The two pathways share the same hidden size and number of layers but maintain separate Q/K/V/O projections, MLPs, and RMSNorm parameters, which is what makes the architecture a Mixture-of-Transformer rather than a standard Mixture-of-Experts. Position information is supplied through a 3D multimodal RoPE (mRoPE) that interleaves temporal / height / width frequencies for video latents and reuses the temporal axis for text and audio.
The model can be loaded as follows.
import torch
from diffusers import Cosmos3OmniTransformer
transformer = Cosmos3OmniTransformer.from_pretrained(
"nvidia/Cosmos3-Nano", subfolder="transformer", torch_dtype=torch.bfloat16
)Cosmos3OmniTransformer
class diffusers.Cosmos3OmniTransformer
< source >( attention_bias: bool = False attention_dropout: float = 0.0 dtype: str = 'bfloat16' head_dim: int = 128 hidden_size: int = 4096 intermediate_size: int = 12288 base_fps: int = 24 enable_fps_modulation: bool = True latent_channel: int = 48 unified_3d_mrope_reset_spatial_ids: bool = True unified_3d_mrope_temporal_modality_margin: int = 15000 latent_patch_size: int = 2 num_attention_heads: int = 32 num_hidden_layers: int = 36 num_key_value_heads: int = 8 patch_latent_dim: int = 192 rms_norm_eps: float = 1e-06 rope_scaling: dict | None = None rope_theta: float = 5000000.0 sound_dim: int | None = None sound_gen: bool = False sound_latent_fps: float = 25.0 timestep_scale: float = 0.001 vocab_size: int = 151936 )
forward
< source >( input_ids: Tensor text_indexes: Tensor position_ids: Tensor und_len: int sequence_length: int vision_tokens: list vision_token_shapes: list vision_sequence_indexes: Tensor vision_mse_loss_indexes: Tensor vision_timesteps: Tensor vision_noisy_frame_indexes: list sound_tokens: list[torch.Tensor] | None = None sound_token_shapes: list[tuple[int, int, int]] | None = None sound_sequence_indexes: torch.Tensor | None = None sound_mse_loss_indexes: torch.Tensor | None = None sound_timesteps: torch.Tensor | None = None sound_noisy_frame_indexes: list[torch.Tensor] | None = None )
Parameters
- input_ids — Text token IDs placed at
text_indexesin the joint sequence. - text_indexes — Indices of text tokens in the joint sequence.
- position_ids —
[3, sequence_length]mRoPE position IDs for the full joint sequence. - und_len — Length of the causal text (understanding) prefix; generation tokens follow.

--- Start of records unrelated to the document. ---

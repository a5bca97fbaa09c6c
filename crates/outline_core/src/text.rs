/// Maximum number of characters kept from a candidate's trimmed text.
pub const MAX_ENTRY_CHARS: usize = 50;
/// Marker appended when the trimmed text was longer than the cap.
pub const ELLIPSIS: &str = "...";

/// Display text for a candidate, or `None` when nothing remains after
/// trimming. Text longer than [`MAX_ENTRY_CHARS`] characters keeps the first
/// [`MAX_ENTRY_CHARS`] and gains the [`ELLIPSIS`] marker.
pub fn display_text(raw: &str) -> Option<String> {
    let trimmed = raw.trim();
    if trimmed.is_empty() {
        return None;
    }
    Some(truncate_chars(trimmed))
}

fn truncate_chars(text: &str) -> String {
    // nth(MAX) yields the byte offset of the first character past the cap,
    // which is a valid boundary for the slice below.
    match text.char_indices().nth(MAX_ENTRY_CHARS) {
        Some((cut, _)) => format!("{}{}", &text[..cut], ELLIPSIS),
        None => text.to_string(),
    }
}

#[cfg(test)]
mod tests {
    use super::{display_text, ELLIPSIS, MAX_ENTRY_CHARS};

    #[test]
    fn short_text_kept_as_is() {
        assert_eq!(display_text("Hi"), Some("Hi".to_string()));
    }

    #[test]
    fn text_at_the_cap_is_not_marked() {
        let text = "a".repeat(MAX_ENTRY_CHARS);
        assert_eq!(display_text(&text), Some(text.clone()));
    }

    #[test]
    fn long_text_is_truncated_with_marker() {
        let text = "a".repeat(MAX_ENTRY_CHARS + 10);
        let display = display_text(&text).unwrap();
        assert!(display.ends_with(ELLIPSIS));
        assert_eq!(display.chars().count(), MAX_ENTRY_CHARS + ELLIPSIS.len());
    }

    #[test]
    fn surrounding_whitespace_is_trimmed_before_the_cap() {
        let text = format!("  {}  ", "b".repeat(MAX_ENTRY_CHARS));
        assert_eq!(display_text(&text), Some("b".repeat(MAX_ENTRY_CHARS)));
    }

    #[test]
    fn whitespace_only_text_yields_nothing() {
        assert_eq!(display_text("   \n\t "), None);
        assert_eq!(display_text(""), None);
    }

    #[test]
    fn multibyte_text_is_cut_on_a_char_boundary() {
        let text = "é".repeat(MAX_ENTRY_CHARS + 5);
        let display = display_text(&text).unwrap();
        assert!(display.ends_with(ELLIPSIS));
        assert_eq!(display.chars().count(), MAX_ENTRY_CHARS + ELLIPSIS.len());
        assert!(display.starts_with('é'));
    }
}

- sequence_length — Total length of the joint packed sequence.
- vision_tokens — Per-item vision latent tensors before patchify.

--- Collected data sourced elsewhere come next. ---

use outline_core::{ELLIPSIS, MAX_ENTRY_CHARS};
use outline_engine::UserMessageExtractor;
use pretty_assertions::assert_eq;

#[test]
fn primary_candidates_become_entries_in_document_order() {
    let long = "x".repeat(60);
    let markup = format!(
        "<html><body>\
         <user-query>Hi</user-query>\
         <user-query>{long}</user-query>\
         <user-query>   </user-query>\
         </body></html>"
    );

    let snapshot = UserMessageExtractor::new().extract(&markup);

    let entries = snapshot.entries();
    assert_eq!(entries.len(), 2);
    assert_eq!(entries[0].id, "query-0");
    assert_eq!(entries[0].text, "Hi");
    assert_eq!(entries[1].id, "query-1");
    assert_eq!(entries[1].text, format!("{}{ELLIPSIS}", "x".repeat(50)));
}

#[test]
fn truncated_text_stays_within_the_bound() {
    let long = "word ".repeat(40);
    let markup = format!("<html><body><user-query>{long}</user-query></body></html>");

    let snapshot = UserMessageExtractor::new().extract(&markup);

    let text = &snapshot.entries()[0].text;
    assert!(text.ends_with(ELLIPSIS));
    assert_eq!(text.chars().count(), MAX_ENTRY_CHARS + ELLIPSIS.len());
}

#[test]
fn class_marked_elements_match_the_primary_query() {
    let markup = r#"<html><body><div class="user-query">Classy</div></body></html>"#;

    let snapshot = UserMessageExtractor::new().extract(markup);

    assert_eq!(snapshot.len(), 1);
    assert_eq!(snapshot.entries()[0].text, "Classy");
}

#[test]
fn fallback_keeps_only_user_authored_messages() {
    let markup = r#"<html><body>
        <div data-message-id="m1" data-is-user-message="true">Explain X</div>
        <div data-message-id="m2">Assistant reply</div>
        <div data-message-id="m3" data-is-user-message="false">Another reply</div>
    </body></html>"#;

    let snapshot = UserMessageExtractor::new().extract(markup);

    assert_eq!(snapshot.len(), 1);
    assert_eq!(snapshot.entries()[0].id, "query-0");
    assert_eq!(snapshot.entries()[0].text, "Explain X");
}

#[test]
fn fallback_is_ignored_while_primary_matches() {
    let markup = r#"<html><body>
        <user-query>From primary</user-query>
        <div data-message-id="m1" data-is-user-message="true">From fallback</div>
    </body></html>"#;

    let snapshot = UserMessageExtractor::new().extract(markup);

    assert_eq!(snapshot.len(), 1);
    assert_eq!(snapshot.entries()[0].text, "From primary");
}

#[test]
fn nested_markup_text_is_concatenated() {
    let markup = "<html><body><user-query><p>Hello</p> <p>world</p></user-query></body></html>";

    let snapshot = UserMessageExtractor::new().extract(markup);

    assert_eq!(snapshot.entries()[0].text, "Hello world");
}

#[test]
fn entries_follow_document_order_across_sections() {
    let markup = r#"<html><body>
        <section><user-query>First</user-query></section>
        <section>
            <div><user-query>Second</user-query></div>
            <user-query>Third</user-query>
        </section>
    </body></html>"#;

    let snapshot = UserMessageExtractor::new().extract(markup);

    let texts: Vec<_> = snapshot.entries().iter().map(|e| e.text.as_str()).collect();
    assert_eq!(texts, vec!["First", "Second", "Third"]);
    let ids: Vec<_> = snapshot.entries().iter().map(|e| e.id.as_str()).collect();
    assert_eq!(ids, vec!["query-0", "query-1", "query-2"]);
}

#[test]
fn extraction_is_deterministic_for_equal_markup() {
    let markup = r#"<html><body>
        <user-query>One</user-query>
        <user-query>Two</user-query>
    </body></html>"#;
    let extractor = UserMessageExtractor::new();

    let first = extractor.extract(markup);
    let second = extractor.extract(markup);

    assert_eq!(first, second);
}

#[test]
fn no_candidates_yield_an_empty_snapshot() {
    let markup = "<html><body><p>plain prose, no messages</p></body></html>";

    let snapshot = UserMessageExtractor::new().extract(markup);

    assert!(snapshot.is_empty());
}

- vision_token_shapes — Patch grid shapes
(T, H, W)per vision item. - vision_sequence_indexes — Indices of vision tokens in the joint sequence.
- vision_mse_loss_indexes — Indices used to read vision predictions after the backbone.

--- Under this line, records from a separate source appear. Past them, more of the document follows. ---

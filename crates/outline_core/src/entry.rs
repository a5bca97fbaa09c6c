use ego_tree::NodeId;

/// One extracted user-message reference.
///
/// `node` is a non-owning back-reference into the document tree the entry was
/// extracted from; it is only meaningful for later interaction (scroll,
/// highlight) against that same tree revision.
#[derive(Debug, Clone, PartialEq, Eq)]
pub struct Entry {
    /// Positional id, `"query-<index>"`. Unique within one snapshot, but
    /// regenerated from scratch on every pass.
    pub id: String,
    /// Trimmed display text, truncated per [`crate::display_text`].
    pub text: String,
    /// Originating document node.
    pub node: NodeId,
}

/// Formats the positional entry id for `index`.
pub fn entry_id(index: usize) -> String {
    format!("query-{index}")
}

/// The full ordered list of entries published at a point in time.
///
/// Entries appear in document order and their ids match their position.
/// Snapshots are produced wholesale by each extraction pass; entries are
/// never patched in place.
#[derive(Debug, Clone, PartialEq, Eq, Default)]
pub struct Snapshot {
    entries: Vec<Entry>,
}

impl Snapshot {
    pub fn new(entries: Vec<Entry>) -> Self {
        Self { entries }
    }

    pub fn empty() -> Self {
        Self::default()
    }

    pub fn entries(&self) -> &[Entry] {
        &self.entries
    }

    pub fn len(&self) -> usize {
        self.entries.len()
    }

    pub fn is_empty(&self) -> bool {
        self.entries.is_empty()
    }

    pub fn last(&self) -> Option<&Entry> {
        self.entries.last()
    }
}
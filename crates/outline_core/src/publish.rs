use crate::Snapshot;

/// Outcome of comparing a freshly extracted snapshot against the published
/// one.
#[derive(Debug, Clone, Copy, PartialEq, Eq)]
pub enum PublishDecision {
    /// The fresh snapshot replaces the published one.
    Replace,
    /// The published snapshot stays current, same reference.
    Retain,
}

/// Cheap replace-or-retain heuristic for streaming updates.
///
/// Change batches arrive at high frequency while a response streams in, so a
/// full comparison per batch would republish far too often. The heuristic
/// assumes edits concentrate on the newest entry: a length change or a text
/// change in the last entry replaces the snapshot; anything else retains it,
/// even if an earlier entry's underlying text changed.
pub fn decide(previous: &Snapshot, fresh: &Snapshot) -> PublishDecision {
    if previous.len() != fresh.len() {
        return PublishDecision::Replace;
    }
    match (previous.last(), fresh.last()) {
        (Some(prev_last), Some(fresh_last)) if prev_last.text != fresh_last.text => {
            PublishDecision::Replace
        }
        _ => PublishDecision::Retain,
    }
}
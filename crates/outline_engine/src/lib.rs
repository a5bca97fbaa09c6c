//! Outline engine: document access, extraction pipeline, and watcher.
mod cell;
mod dom;
mod enablement;
mod export;
mod extract;
mod strategy;
mod watcher;

pub use cell::SnapshotCell;
pub use dom::{DocumentGateway, LiveDocument, SubtreeSubscription};
pub use enablement::{EnablementRelay, EnablementStore};
pub use export::{
    build_transcript_markdown, export_filename, save_transcript_export, ExportError,
    ExportSummary, FALLBACK_TITLE,
};
pub use extract::UserMessageExtractor;
pub use strategy::{SelectorStrategy, FALLBACK_SELECTOR, PRIMARY_SELECTOR, USER_AUTHORED_ATTR};
pub use watcher::OutlineWatcher;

- vision_timesteps — Per-patch diffusion timesteps for vision tokens.
- vision_noisy_frame_indexes — Noisy frame indices per vision item.
- sound_tokens — Optional sound latent tensors before packing.
- sound_token_shapes — Optional patch grid shapes for sound items.
- sound_sequence_indexes — Optional indices of sound tokens in the joint sequence.
- sound_mse_loss_indexes — Optional indices used to read sound predictions.
- sound_timesteps — Optional per-token diffusion timesteps for sound.
- sound_noisy_frame_indexes — Optional noisy frame indices per sound item.
Run a full denoising-step forward pass.